#### [Task]
Lift every line from the entries that includes the word "platformTrial".

Collected data:
====================
//! Redis-backed store
//!
//! Queues and collections are plain Redis lists. `dequeue` is a single
//! `LPOP`, and `consume_matching` is a Lua script, so both are atomic on
//! the server and safe under concurrent consumer processes.

use async_trait::async_trait;
use deployer_common::{Error, Result};
use redis::aio::ConnectionManager;
use redis::AsyncCommands;
use serde_json::Value;
use tracing::info;

use super::{matches_fields, Store};

/// Walks a list server-side, removes entries whose dot-path fields match
/// the `(path, value)` pairs in ARGV, and returns them oldest first.
/// ARGV[1] is the match limit (0 = unlimited); pairs follow.
const CONSUME_MATCHING_LUA: &str = r#"
local function field_at(record, path)
    local current = record
    for part in string.gmatch(path, '[^%.]+') do
        if type(current) ~= 'table' then
            return nil
        end
        current = current[part]
    end
    return current
end

local limit = tonumber(ARGV[1])
local matched = {}
local items = redis.call('LRANGE', KEYS[1], 0, -1)
for i = 1, #items do
    local ok, record = pcall(cjson.decode, items[i])
    if ok then
        local hit = true
        for j = 2, #ARGV, 2 do
            if field_at(record, ARGV[j]) ~= ARGV[j + 1] then
                hit = false
                break
            end
        end
        if hit then
            table.insert(matched, items[i])
            if limit > 0 and #matched >= limit then
                break
            end
        end
    end
end
for i = 1, #matched do
    redis.call('LREM', KEYS[1], 1, matched[i])
end
return matched
"#;

/// Store handle over a shared Redis
///
/// Cheap to clone; every consumer and test constructs its own handle
/// instead of reaching for ambient connection state.
#[derive(Clone)]
pub struct RedisStore {
    conn: ConnectionManager,
}

impl RedisStore {
    /// Connect to Redis
    pub async fn new(redis_url: &str) -> Result<Self> {
        let client = redis::Client::open(redis_url).map_err(|e| Error::Redis(e.to_string()))?;

        let conn = ConnectionManager::new(client)
            .await
            .map_err(|e| Error::Redis(e.to_string()))?;

        info!("Connected to Redis at {}", redis_url);

        Ok(Self { conn })
    }
}

#[async_trait]
impl Store for RedisStore {
    async fn enqueue(&self, queue: &str, payload: Value) -> Result<()> {
        let mut conn = self.conn.clone();
        let json = serde_json::to_string(&payload)?;
        let _: () = conn
            .rpush(queue, json)
            .await
            .map_err(|e| Error::Redis(e.to_string()))?;
        Ok(())
    }

    async fn dequeue(&self, queue: &str) -> Result<Option<Value>> {
        let mut conn = self.conn.clone();
        let popped: Option<String> = conn
            .lpop(queue, None)
            .await
            .map_err(|e| Error::Redis(e.to_string()))?;
        Ok(popped.map(|json| serde_json::from_str(&json)).transpose()?)
    }

    async fn size(&self, queue: &str) -> Result<usize> {
        let mut conn = self.conn.clone();
        let len: usize = conn
            .llen(queue)
            .await
            .map_err(|e| Error::Redis(e.to_string()))?;
        Ok(len)
    }

    async fn put(&self, collection: &str, record: Value) -> Result<()> {
        self.enqueue(collection, record).await
    }

    async fn get_all(&self, collection: &str) -> Result<Vec<Value>> {
        let mut conn = self.conn.clone();
        let items: Vec<String> = conn
            .lrange(collection, 0, -1)
            .await
            .map_err(|e| Error::Redis(e.to_string()))?;
        items
            .iter()
            .map(|json| serde_json::from_str(json).map_err(Error::from))
            .collect()
    }

    async fn count_matching(&self, collection: &str, fields: &[(&str, &str)]) -> Result<usize> {
        // Read-only count; a stale read here is acceptable for quota gating
        let records = self.get_all(collection).await?;
        Ok(records
            .iter()
            .filter(|record| matches_fields(record, fields))
            .count())
    }

    async fn consume_matching(
        &self,
        collection: &str,
        fields: &[(&str, &str)],
        limit: usize,
    ) -> Result<Vec<Value>> {
        let mut conn = self.conn.clone();
        let script = redis::Script::new(CONSUME_MATCHING_LUA);

        let mut invocation = script.prepare_invoke();
        invocation.key(collection).arg(limit);
        for (path, value) in fields {
            invocation.arg(*path).arg(*value);
        }

        let matched: Vec<String> = invocation
            .invoke_async(&mut conn)
            .await
            .map_err(|e| Error::Redis(e.to_string()))?;

        matched
            .iter()
            .map(|json| serde_json::from_str(json).map_err(Error::from))
            .collect()
    }
}
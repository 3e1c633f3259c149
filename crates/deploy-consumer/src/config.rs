//! Configuration from environment variables

use std::env;
use std::path::PathBuf;
use std::time::Duration;

use anyhow::{Context, Result};
use deployer_common::PoolConfig;

#[derive(Clone)]
pub struct Config {
    /// Redis the shared state store lives in
    pub redis_url: String,

    /// Idle back-off between polls of an empty queue
    pub poll_interval: Duration,

    /// Scratch space for per-deploy checkouts
    pub tmp_dir: PathBuf,

    /// sfdx auth URL for the dev hub session
    pub sfdx_auth_url: String,

    /// Pools to keep topped up; empty disables replenishment
    pub pool_configs: Vec<PoolConfig>,
}

impl Config {
    /// Load configuration from environment variables
    pub fn from_env() -> Result<Self> {
        let redis_url =
            env::var("REDIS_URL").unwrap_or_else(|_| "redis://127.0.0.1:6379".to_string());

        let poll_interval = env::var("POLL_INTERVAL_MS")
            .ok()
            .map(|raw| raw.parse::<u64>())
            .transpose()
            .context("POLL_INTERVAL_MS must be an integer")?
            .map(Duration::from_millis)
            .unwrap_or_else(|| Duration::from_secs(1));

        let tmp_dir = PathBuf::from(env::var("TMP_DIR").unwrap_or_else(|_| "tmp".to_string()));

        let sfdx_auth_url = env::var("SFDX_AUTH_URL")
            .context("SFDX_AUTH_URL must be set to the dev hub auth url")?;

        let pool_configs = match env::var("POOL_CONFIG") {
            Ok(raw) => serde_json::from_str(&raw)
                .context("POOL_CONFIG must be a JSON array of pool configs")?,
            Err(_) => Vec::new(),
        };

        Ok(Self {
            redis_url,
            poll_interval,
            tmp_dir,
            sfdx_auth_url,
            pool_configs,
        })
    }
}
//! Production collaborators
//!
//! Thin shell-based implementations of the boundary traits: dev hub
//! authentication, git retrieval of `orgInit.sh`, and command execution.
//! The correctness-critical logic all lives upstream of these.

use std::io::Write;
use std::path::PathBuf;

use anyhow::{bail, Context};
use async_trait::async_trait;
use deployer_common::DeployRequest;
use serde_json::Value;
use tokio::process::Command;
use tracing::{debug, info};

use crate::consumer::{Authenticator, ExecOutcome, Executor, ScriptSource};

/// Authenticates the process against the dev hub with a stored sfdx auth URL
#[derive(Clone)]
pub struct HubAuth {
    auth_url: String,
}

impl HubAuth {
    pub fn new(auth_url: impl Into<String>) -> Self {
        Self {
            auth_url: auth_url.into(),
        }
    }
}

#[async_trait]
impl Authenticator for HubAuth {
    async fn authenticate(&self) -> anyhow::Result<()> {
        let mut auth_file =
            tempfile::NamedTempFile::new().context("failed to create hub auth file")?;
        auth_file
            .write_all(self.auth_url.as_bytes())
            .context("failed to write hub auth file")?;

        let output = Command::new("sfdx")
            .args(["auth:sfdxurl:store", "-f"])
            .arg(auth_file.path())
            .args(["-d", "-a", "hub"])
            .output()
            .await
            .context("failed to run sfdx auth")?;

        if !output.status.success() {
            bail!(
                "hub auth failed: {}",
                String::from_utf8_lossy(&output.stderr)
            );
        }

        info!("authenticated against the dev hub");
        Ok(())
    }
}

/// Clones the request's GitHub repository and reads its `orgInit.sh`
#[derive(Clone)]
pub struct GitScriptSource {
    tmp_dir: PathBuf,
}

impl GitScriptSource {
    pub fn new(tmp_dir: PathBuf) -> Self {
        Self { tmp_dir }
    }
}

#[async_trait]
impl ScriptSource for GitScriptSource {
    async fn fetch(&self, request: &DeployRequest) -> anyhow::Result<String> {
        let user = request
            .username
            .as_deref()
            .context("deploy request names no repository owner")?;
        let url = format!("https://github.com/{}/{}", user, request.repo);
        let checkout = self.tmp_dir.join(&request.deploy_id);

        tokio::fs::create_dir_all(&self.tmp_dir)
            .await
            .context("failed to create checkout directory")?;

        let output = Command::new("git")
            .args(["clone", "--depth", "1", "--single-branch", &url])
            .arg(&checkout)
            .output()
            .await
            .context("failed to run git clone")?;

        if !output.status.success() {
            bail!(
                "git clone of {} failed: {}",
                url,
                String::from_utf8_lossy(&output.stderr)
            );
        }

        tokio::fs::read_to_string(checkout.join("orgInit.sh"))
            .await
            .with_context(|| format!("{url} has no orgInit.sh"))
    }
}

/// Runs each sanitized command in the deploy's checkout directory.
///
/// Fails on the first non-zero exit. For sfdx commands run with `--json`,
/// the output is folded into the outcome so the record layer knows which
/// org the deploy produced.
#[derive(Clone)]
pub struct ShellExecutor {
    tmp_dir: PathBuf,
}

impl ShellExecutor {
    pub fn new(tmp_dir: PathBuf) -> Self {
        Self { tmp_dir }
    }
}

#[async_trait]
impl Executor for ShellExecutor {
    async fn execute(
        &self,
        request: &DeployRequest,
        commands: &[String],
    ) -> anyhow::Result<ExecOutcome> {
        let workdir = self.tmp_dir.join(&request.deploy_id);
        let mut outcome = ExecOutcome::default();

        for command in commands {
            debug!(deploy_id = %request.deploy_id, %command, "running");

            let output = Command::new("sh")
                .arg("-c")
                .arg(command)
                .current_dir(&workdir)
                .output()
                .await
                .with_context(|| format!("failed to spawn: {command}"))?;

            if !output.status.success() {
                bail!(
                    "command failed ({command}): {}",
                    String::from_utf8_lossy(&output.stderr)
                );
            }

            if command.starts_with("sfdx ") && command.contains("--json") {
                absorb_result(&mut outcome, command, &output.stdout);
            }
        }

        Ok(outcome)
    }
}

fn absorb_result(outcome: &mut ExecOutcome, command: &str, stdout: &[u8]) {
    let Ok(value) = serde_json::from_slice::<Value>(stdout) else {
        return;
    };
    let result = &value["result"];

    if let Some(username) = result.get("username").and_then(Value::as_str) {
        outcome.main_user.username = username.to_string();
    }
    if command.contains("org:open") {
        if let Some(url) = result.get("url").and_then(Value::as_str) {
            outcome.main_user.login_url = url.to_string();
        }
    }
}
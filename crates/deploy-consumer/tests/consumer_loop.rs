//! Consumer loop tests against the in-memory store
//!
//! The loop runs as a real task and is bounded by the shutdown signal;
//! collaborators are stubs so no sfdx, git, or Redis is needed.

use std::future::Future;
use std::sync::{Arc, Mutex};
use std::time::Duration;

use anyhow::bail;
use async_trait::async_trait;
use chrono::Utc;
use deploy_consumer::store::{MemoryStore, Store, StoreExt, DEPLOY_QUEUE, POOL_QUEUE};
use deploy_consumer::{Authenticator, Consumer, ExecOutcome, Executor, ScriptSource};
use deployer_common::{Cds, DeployRequest, HerokuResult, MainUser, PooledOrg};
use tokio::sync::watch;

const POLL: Duration = Duration::from_millis(10);

struct OkAuth;

#[async_trait]
impl Authenticator for OkAuth {
    async fn authenticate(&self) -> anyhow::Result<()> {
        Ok(())
    }
}

struct FailAuth;

#[async_trait]
impl Authenticator for FailAuth {
    async fn authenticate(&self) -> anyhow::Result<()> {
        bail!("no dev hub session for you")
    }
}

struct StaticScript(&'static str);

#[async_trait]
impl ScriptSource for StaticScript {
    async fn fetch(&self, _request: &DeployRequest) -> anyhow::Result<String> {
        Ok(self.0.to_string())
    }
}

/// Records every command it is handed; fails for the `badrepo` repository
#[derive(Clone, Default)]
struct StubExecutor {
    commands_seen: Arc<Mutex<Vec<String>>>,
}

#[async_trait]
impl Executor for StubExecutor {
    async fn execute(
        &self,
        request: &DeployRequest,
        commands: &[String],
    ) -> anyhow::Result<ExecOutcome> {
        self.commands_seen
            .lock()
            .unwrap()
            .extend(commands.iter().cloned());
        if request.repo == "badrepo" {
            bail!("scratch org creation blew up");
        }
        Ok(ExecOutcome {
            main_user: MainUser {
                username: format!("{}@scratch.org", request.deploy_id),
                login_url: "https://login.example".to_string(),
            },
            heroku_results: Vec::new(),
        })
    }
}

/// Proves a code path never reached execution
struct RefusingExecutor;

#[async_trait]
impl Executor for RefusingExecutor {
    async fn execute(
        &self,
        _request: &DeployRequest,
        _commands: &[String],
    ) -> anyhow::Result<ExecOutcome> {
        bail!("executor must not run for this request")
    }
}

fn request(id: &str, repo: &str, username: Option<&str>, whitelisted: bool) -> DeployRequest {
    DeployRequest::new(
        id.to_string(),
        repo.to_string(),
        username.map(str::to_string),
        whitelisted,
    )
}

async fn eventually<F, Fut>(mut check: F, what: &str)
where
    F: FnMut() -> Fut,
    Fut: Future<Output = bool>,
{
    let waited = tokio::time::timeout(Duration::from_secs(5), async {
        loop {
            if check().await {
                return;
            }
            tokio::time::sleep(Duration::from_millis(5)).await;
        }
    })
    .await;
    assert!(waited.is_ok(), "timed out waiting for {what}");
}

#[tokio::test]
async fn test_auth_failure_is_fatal_and_consumes_nothing() {
    let store = MemoryStore::new();
    store
        .put_deploy_request(&request("d1", "testRepo", Some("mshanemc"), true))
        .await
        .unwrap();

    let consumer = Consumer::new(
        store.clone(),
        FailAuth,
        StaticScript("sfdx force:source:push"),
        StubExecutor::default(),
        DEPLOY_QUEUE,
        POLL,
    );

    let (_shutdown_tx, shutdown_rx) = watch::channel(false);
    let err = consumer.run(shutdown_rx).await.unwrap_err();
    assert!(err.to_string().contains("hub authentication failed"));

    // the loop never started polling
    assert_eq!(store.size(DEPLOY_QUEUE).await.unwrap(), 1);
}

#[tokio::test]
async fn test_drains_queued_requests_and_records_completions() {
    let store = MemoryStore::new();
    let executor = StubExecutor::default();
    store
        .put_deploy_request(&request("d1", "testRepo", Some("mshanemc"), true))
        .await
        .unwrap();
    store
        .put_deploy_request(&request("d2", "testRepo", Some("mshanemc"), true))
        .await
        .unwrap();

    let consumer = Consumer::new(
        store.clone(),
        OkAuth,
        StaticScript("sfdx force:source:push"),
        executor.clone(),
        DEPLOY_QUEUE,
        POLL,
    );

    let (shutdown_tx, shutdown_rx) = watch::channel(false);
    let running = tokio::spawn(async move { consumer.run(shutdown_rx).await });

    let probe = store.clone();
    eventually(
        move || {
            let probe = probe.clone();
            async move { probe.get_cdss().await.unwrap().len() == 2 }
        },
        "both deploys to complete",
    )
    .await;

    shutdown_tx.send(true).unwrap();
    running.await.unwrap().unwrap();

    assert_eq!(store.size(DEPLOY_QUEUE).await.unwrap(), 0);

    let mut deploy_ids: Vec<String> = store
        .get_cdss()
        .await
        .unwrap()
        .into_iter()
        .map(|cds| cds.deploy_id)
        .collect();
    deploy_ids.sort();
    assert_eq!(deploy_ids, vec!["d1", "d2"]);

    // the sanitizer ran: the sfdx line gained its json flag
    let commands = executor.commands_seen.lock().unwrap().clone();
    assert_eq!(
        commands,
        vec!["sfdx force:source:push --json", "sfdx force:source:push --json"]
    );
}

#[tokio::test]
async fn test_failed_request_is_logged_not_retried() {
    let store = MemoryStore::new();
    let executor = StubExecutor::default();
    store
        .put_deploy_request(&request("bad", "badrepo", Some("mshanemc"), true))
        .await
        .unwrap();
    store
        .put_deploy_request(&request("good", "testRepo", Some("mshanemc"), true))
        .await
        .unwrap();

    let consumer = Consumer::new(
        store.clone(),
        OkAuth,
        StaticScript("sfdx force:source:push"),
        executor.clone(),
        DEPLOY_QUEUE,
        POLL,
    );

    let (shutdown_tx, shutdown_rx) = watch::channel(false);
    let running = tokio::spawn(async move { consumer.run(shutdown_rx).await });

    let probe = store.clone();
    eventually(
        move || {
            let probe = probe.clone();
            async move {
                probe.get_cdss().await.unwrap().len() == 1
                    && probe.size(DEPLOY_QUEUE).await.unwrap() == 0
            }
        },
        "the good deploy to complete",
    )
    .await;

    shutdown_tx.send(true).unwrap();
    running.await.unwrap().unwrap();

    // both were attempted exactly once, only the good one produced a record
    assert_eq!(executor.commands_seen.lock().unwrap().len(), 2);
    let records = store.get_cdss().await.unwrap();
    assert_eq!(records.len(), 1);
    assert_eq!(records[0].deploy_id, "good");
}

#[tokio::test]
async fn test_sanitizer_rejection_does_not_stop_the_loop() {
    let store = MemoryStore::new();
    let executor = StubExecutor::default();
    // not whitelisted, and not an sfdx command: rejected before execution
    store
        .put_deploy_request(&request("rejected", "testRepo", Some("mshanemc"), false))
        .await
        .unwrap();
    store
        .put_deploy_request(&request("accepted", "testRepo", Some("mshanemc"), true))
        .await
        .unwrap();

    let consumer = Consumer::new(
        store.clone(),
        OkAuth,
        StaticScript(r#"echo "hello world""#),
        executor.clone(),
        DEPLOY_QUEUE,
        POLL,
    );

    let (shutdown_tx, shutdown_rx) = watch::channel(false);
    let running = tokio::spawn(async move { consumer.run(shutdown_rx).await });

    let probe = store.clone();
    eventually(
        move || {
            let probe = probe.clone();
            async move {
                probe.get_cdss().await.unwrap().len() == 1
                    && probe.size(DEPLOY_QUEUE).await.unwrap() == 0
            }
        },
        "the whitelisted deploy to complete",
    )
    .await;

    shutdown_tx.send(true).unwrap();
    running.await.unwrap().unwrap();

    // the rejected script never reached the executor
    let commands = executor.commands_seen.lock().unwrap().clone();
    assert_eq!(commands, vec![r#"echo "hello world""#]);
    assert_eq!(store.get_cdss().await.unwrap()[0].deploy_id, "accepted");
}

#[tokio::test]
async fn test_pool_request_provisions_a_pooled_org() {
    let store = MemoryStore::new();
    let mut pool_request = request("pool-1", "platformTrial", Some("mshanemc"), true);
    pool_request.pool = Some(true);
    store.put_pool_request(&pool_request).await.unwrap();

    let consumer = Consumer::new(
        store.clone(),
        OkAuth,
        StaticScript("sfdx force:source:push"),
        StubExecutor::default(),
        POOL_QUEUE,
        POLL,
    );

    let (shutdown_tx, shutdown_rx) = watch::channel(false);
    let running = tokio::spawn(async move { consumer.run(shutdown_rx).await });

    let probe = store.clone();
    eventually(
        move || {
            let probe = probe.clone();
            async move { probe.get_pooled_orgs().await.unwrap().len() == 1 }
        },
        "the pool to fill",
    )
    .await;

    shutdown_tx.send(true).unwrap();
    running.await.unwrap().unwrap();

    let orgs = store.get_pooled_orgs().await.unwrap();
    assert_eq!(orgs[0].user, "mshanemc");
    assert_eq!(orgs[0].repo, "platformTrial");
    assert_eq!(orgs[0].cds.main_user.username, "pool-1@scratch.org");

    // a pool build serves no poller directly
    assert!(store.get_cdss().await.unwrap().is_empty());
}

#[tokio::test]
async fn test_user_request_claims_pooled_org_without_building() {
    let store = MemoryStore::new();
    store
        .put_pooled_org(&PooledOrg {
            repo: "platformTrial".to_string(),
            user: "mshanemc".to_string(),
            cds: Cds {
                deploy_id: "pool-1".to_string(),
                main_user: MainUser {
                    username: "pooled@scratch.org".to_string(),
                    login_url: "https://login.example".to_string(),
                },
                complete: true,
                heroku_results: vec![HerokuResult {
                    app_name: "pooledApp".to_string(),
                    open_url: "x".to_string(),
                    dashboard_url: "x".to_string(),
                }],
            },
            created_timestamp: Utc::now(),
        })
        .await
        .unwrap();
    store
        .put_deploy_request(&request("user-1", "platformTrial", Some("mshanemc"), false))
        .await
        .unwrap();

    // the executor refuses to run, so completion proves the claim path
    let consumer = Consumer::new(
        store.clone(),
        OkAuth,
        StaticScript("sfdx force:source:push"),
        RefusingExecutor,
        DEPLOY_QUEUE,
        POLL,
    );

    let (shutdown_tx, shutdown_rx) = watch::channel(false);
    let running = tokio::spawn(async move { consumer.run(shutdown_rx).await });

    let probe = store.clone();
    eventually(
        move || {
            let probe = probe.clone();
            async move { probe.get_cdss().await.unwrap().len() == 1 }
        },
        "the claimed org to surface",
    )
    .await;

    shutdown_tx.send(true).unwrap();
    running.await.unwrap().unwrap();

    let records = store.get_cdss().await.unwrap();
    assert_eq!(records[0].deploy_id, "user-1");
    assert_eq!(records[0].main_user.username, "pooled@scratch.org");
    assert_eq!(records[0].heroku_results[0].app_name, "pooledApp");

    assert!(store.get_pooled_orgs().await.unwrap().is_empty());
}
====================
#### [Written solution]
    let mut pool_request = request("pool-1", "platformTrial", Some("mshanemc"), true);
    assert_eq!(orgs[0].repo, "platformTrial");
            repo: "platformTrial".to_string(),
        .put_deploy_request(&request("user-1", "platformTrial", Some("mshanemc"), false))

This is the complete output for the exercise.